Figure 4

Role of P38-MAPK cascade in MC3-mediated cellular apoptosis. (A) MC3 activated p38-MAPK. Panc1 cells were incubated with increasing concentrations of MC3 as indicated for 1 h. Whole cell lysates were subjected to immunoblot and probed with p38-MAPK and phospho-p38-MAPK antibodies. DMF was used as mock, ß-Actin as loading control and 40 μg proteins were loaded per lane. (B) MC3 activated p53 and induced PARP cleavage. Panc1 cells were treated with 5 μM MC3 as shown. Phospho-p53 and PARP cleavage were detected with respective antibodies in immunoblot. Phosphorylation of p38-MAPK, HSP27, Erk1/2, GSK3ß and Akt were determined by microarray analysis in concentration- (C) and time- (D) dependent studies. (E) MC3 activated expressions of p38-MAPK-related genes.
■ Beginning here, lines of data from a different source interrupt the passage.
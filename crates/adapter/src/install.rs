//! Host-application registration.
//!
//! `apisearch-mcp install` merges a server entry into the host's JSON config
//! file so the adapter is launched as a subprocess (`apisearch-mcp run`).
//! Existing entries and unrelated keys in the file are preserved.

use anyhow::Context as _;
use serde_json::{Map, Value, json};
use std::path::{Path, PathBuf};

const HOST_DIR: &str = "Claude";
const HOST_CONFIG_FILE: &str = "claude_desktop_config.json";

pub fn run(name: &str, config_path: Option<&Path>) -> anyhow::Result<()> {
    let path = match config_path {
        Some(p) => p.to_path_buf(),
        None => default_config_path()?,
    };
    let exe = std::env::current_exe().context("resolve current executable path")?;
    register_server(&path, name, &exe)?;
    tracing::info!(config = %path.display(), name, "registered MCP server entry");
    Ok(())
}

/// Host config file location for this platform.
///
/// # Errors
///
/// Returns an error if the platform has no config directory.
pub fn default_config_path() -> anyhow::Result<PathBuf> {
    let base = dirs::config_dir().context("no config directory known for this platform")?;
    Ok(base.join(HOST_DIR).join(HOST_CONFIG_FILE))
}

/// Upsert `mcpServers.<name>` in the config file at `path`.
///
/// A missing file starts from an empty document; a present but unparsable
/// file is an error and is left untouched.
///
/// # Errors
///
/// Returns an error if the file cannot be read, parsed, or written, or if
/// the document's top level (or its `mcpServers` key) is not a JSON object.
pub fn register_server(path: &Path, name: &str, command: &Path) -> anyhow::Result<()> {
    let mut doc = load_document(path)?;
    let root = doc
        .as_object_mut()
        .with_context(|| format!("top level of {} is not a JSON object", path.display()))?;

    let servers = root
        .entry("mcpServers".to_string())
        .or_insert_with(|| Value::Object(Map::new()));
    let servers = servers
        .as_object_mut()
        .with_context(|| format!("'mcpServers' in {} is not a JSON object", path.display()))?;

    servers.insert(
        name.to_string(),
        json!({
            "command": command.to_string_lossy(),
            "args": ["run"],
        }),
    );

    save_document(path, &doc)
}

fn load_document(path: &Path) -> anyhow::Result<Value> {
    let bytes = match std::fs::read(path) {
        Ok(b) => b,
        Err(e) if e.kind() == std::io::ErrorKind::NotFound => return Ok(json!({})),
        Err(e) => return Err(e).with_context(|| format!("read config {}", path.display())),
    };
    serde_json::from_slice(&bytes).with_context(|| format!("parse {}", path.display()))
}

fn save_document(path: &Path, doc: &Value) -> anyhow::Result<()> {
    if let Some(parent) = path.parent() {
        std::fs::create_dir_all(parent)
            .with_context(|| format!("create dir {}", parent.display()))?;
    }
    let bytes = serde_json::to_vec_pretty(doc).context("serialize config as json")?;
    std::fs::write(path, bytes).with_context(|| format!("write config {}", path.display()))?;
    Ok(())
}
Panc1 cells were incubated with MC3 5 μM for 6 h and the expression of ATF2, TP53 and Stat1 were analyzed by qRT-PCR. Data were normalized to the value of DMF-treated cells, shown is the mean ± SD of quadruplicates and representing three independent experiments. (F) p38-MAPK was activated by MC3 and MC4 treatment in ASPC1 and Panc1 cells. The cells were treated with gold(I) NHC complexes or ligand for 1 h. Phospho- and total-p38-MAPK were detected with corresponding antibodies. (G) p38 inhibitor (p38i), but not ROS scavengers, blocked MC3-activated p38-MAPK pathway within 1 h incubation. Panc1 cells were incubated with 5 μM MC3, 10 mM NAC, 10 μM p38i, 5 mM Glu or in combination as indicated for 1 h. Phosphorylation of p38-MAPK, ATF2 and p53 were detected by using specific antibodies. ROS scavenger did not influence on MC3-caused ROS formation (H) or mitochondrial membrane potential alternation (I). The densitometric analyses of corresponding immunoblots are provided in supporting information.